LYVE-1 is expressed on both the lumenal and ablumenal surfaces of lymphatic endothelium, and also on hepatic blood sinusoidal endothelia.5,6 This expression pattern, combined with studies showing that LYVE-1 can support cellular HA internalization in vitro, may suggest LYVE-1 participation in HA internalization for degradation, or transport of HA from tissues into the lumen of lymphatic vessels (Figure 1).5 LYVE-1-directed HA localization to lymphatic surfaces might also affect aspects of the immune response or tumor metastases. HA binding to CD44 can still occur in the presence of LYVE-1 in vitro.7 Therefore, LYVE-1-directed HA localization to lymphatics could provide a substrate for transmigrating CD44+ leukocytes or tumor cells (Figure 1).8 In addition to hepatic and lymphatic endothelia, some expression of LYVE-1 has been reported on Kupffer cells, the islets of Langerhans, cortical neurons, and renal epithelium.6,7 Roles for LYVE-1 on these cell and tissue types remain to be determined.
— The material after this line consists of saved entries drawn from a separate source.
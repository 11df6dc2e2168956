//! Temporary project directories with an optional real git repository.

use anyhow::{Context, Result};
use std::fs;
use std::path::Path;
use std::sync::Arc;
use tempfile::TempDir;

use super::git_helper::TestGit;
use crate::git::{GitRepo, LocalGitRepo};
use crate::giterminism::{FileReader, GiterminismManager, GiterminismOptions};

/// A project directory that lives as long as the value.
pub struct TestProject {
    temp_dir: TempDir,
    git: Option<TestGit>,
}

impl TestProject {
    /// An empty directory without git.
    pub fn new() -> Result<Self> {
        Ok(Self {
            temp_dir: TempDir::new().context("Failed to create temp directory")?,
            git: None,
        })
    }

    /// An empty directory with an initialized repository and a test identity.
    pub fn with_git() -> Result<Self> {
        let mut project = Self::new()?;
        let git = TestGit::new(project.path());
        git.init()?;
        git.config_user()?;
        project.git = Some(git);
        Ok(project)
    }

    pub fn path(&self) -> &Path {
        self.temp_dir.path()
    }

    /// Writes `content` to the project-relative `rel_path`, creating directories.
    pub fn write(&self, rel_path: &str, content: impl AsRef<[u8]>) -> Result<()> {
        let path = self.path().join(rel_path);
        if let Some(parent) = path.parent() {
            fs::create_dir_all(parent)
                .with_context(|| format!("Failed to create {}", parent.display()))?;
        }
        fs::write(&path, content).with_context(|| format!("Failed to write {}", path.display()))
    }

    pub fn remove(&self, rel_path: &str) -> Result<()> {
        fs::remove_file(self.path().join(rel_path))
            .with_context(|| format!("Failed to remove {rel_path}"))
    }

    pub fn git(&self) -> Result<&TestGit> {
        self.git.as_ref().context("project was created without git")
    }

    /// Stages and commits the whole working tree.
    pub fn commit_all(&self, message: &str) -> Result<()> {
        self.git()?.commit_all(message)
    }

    /// Builds a file reader over the project.
    pub fn reader(&self, loose: bool) -> Result<FileReader> {
        let repo = GitRepo::open(self.path())?.map(|repo| Arc::new(repo) as Arc<dyn LocalGitRepo>);
        let options = GiterminismOptions {
            loose,
            ..Default::default()
        };
        let manager = GiterminismManager::new(self.path(), repo, &options)?;
        Ok(FileReader::new(Arc::new(manager)))
    }
}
Because of its expression on lymphatic endothelia, LYVE-1 antibodies have been used to identify lymphangio-genesis in cornea and skin, and in inflammatory diseases.9-14 Several forms of epithelial tumors (carcinomas) exhibit initial metastatic spread via the lymphatics.15 The specificity of LYVE-1 antibodies to the lymphatics has also been utilized as a marker for lymphangiogenesis in cancer models and naturally occurring tumors.16-18 Although it remains unclear how much lymphangiogenesis contributes to metastatic spread, LYVE-1 and/or other useful markers for monitoring these processes might help to identify those at high risk for nodal metastases, relapse, or poor overall prognosis.12,15,18-20


  1. Jackson, D.G. (2003) Trends Cardiovasc. Med. 13:1.
  2. Lee, J.Y. & A.P. Spicer (2000) Curr. Opin. Cell Biol. 12:581.
  3. Fraser, J.R. & T.C. Laurent (1989) CIBA Found. Symp. 143:41.
  4. Knudsen, C.B. & W. Knudson (1993) FASEB J. 7:1233.
  5. Prevo, R. et al. (2001) J. Biol. Chem. 276:19420.
  6. Mouta Carreira, C. et al. (2001) Cancer Res. 61:8079.
  7. Banerji, S. et al. (1999) J. Cell Biol. 144:789.
  8. Jackson, D.G. et al. (2001) Trends Immunol. 22:319.
  9. Cursiefen, C. et al. (2002) Invest. Ophthalmol. Vis. Sci. 43:2127.
  10. Cursiefen, C. et al. (2003) Cornea 22:273.
  11. Enholm, B. et al. (2001) Circ. Res. 88:623.
  12. Detmar, M. (2003) Pigment Cell Res. 16:580.
  13. Grant, A.J. et al. (2002) Am. J. Pathol. 160:1445.
  14. Xu, H. et al. (2003) Ann. Rheum. Dis. 62:1227.
  15. Reis-Filho, J.S. & F.C. Schmitt (2003) Microsc. Res.Tech. 60:171.
  16. Scobe, M. et al. (2001) Nat. Med. 7:192.
  17. Beasley, N. et al. (2002) Cancer Res. 62:1315.
  18. Dadras, S.S. et al. (2003) Am. J. Pathol. 162:1951.
  19. Goydos, J.S. & D.H. Gorski (2003) Clin. Cancer Res. 9:5962.
  20. Maula, S.M. et al. (2003) Cancer Res. 63:1920.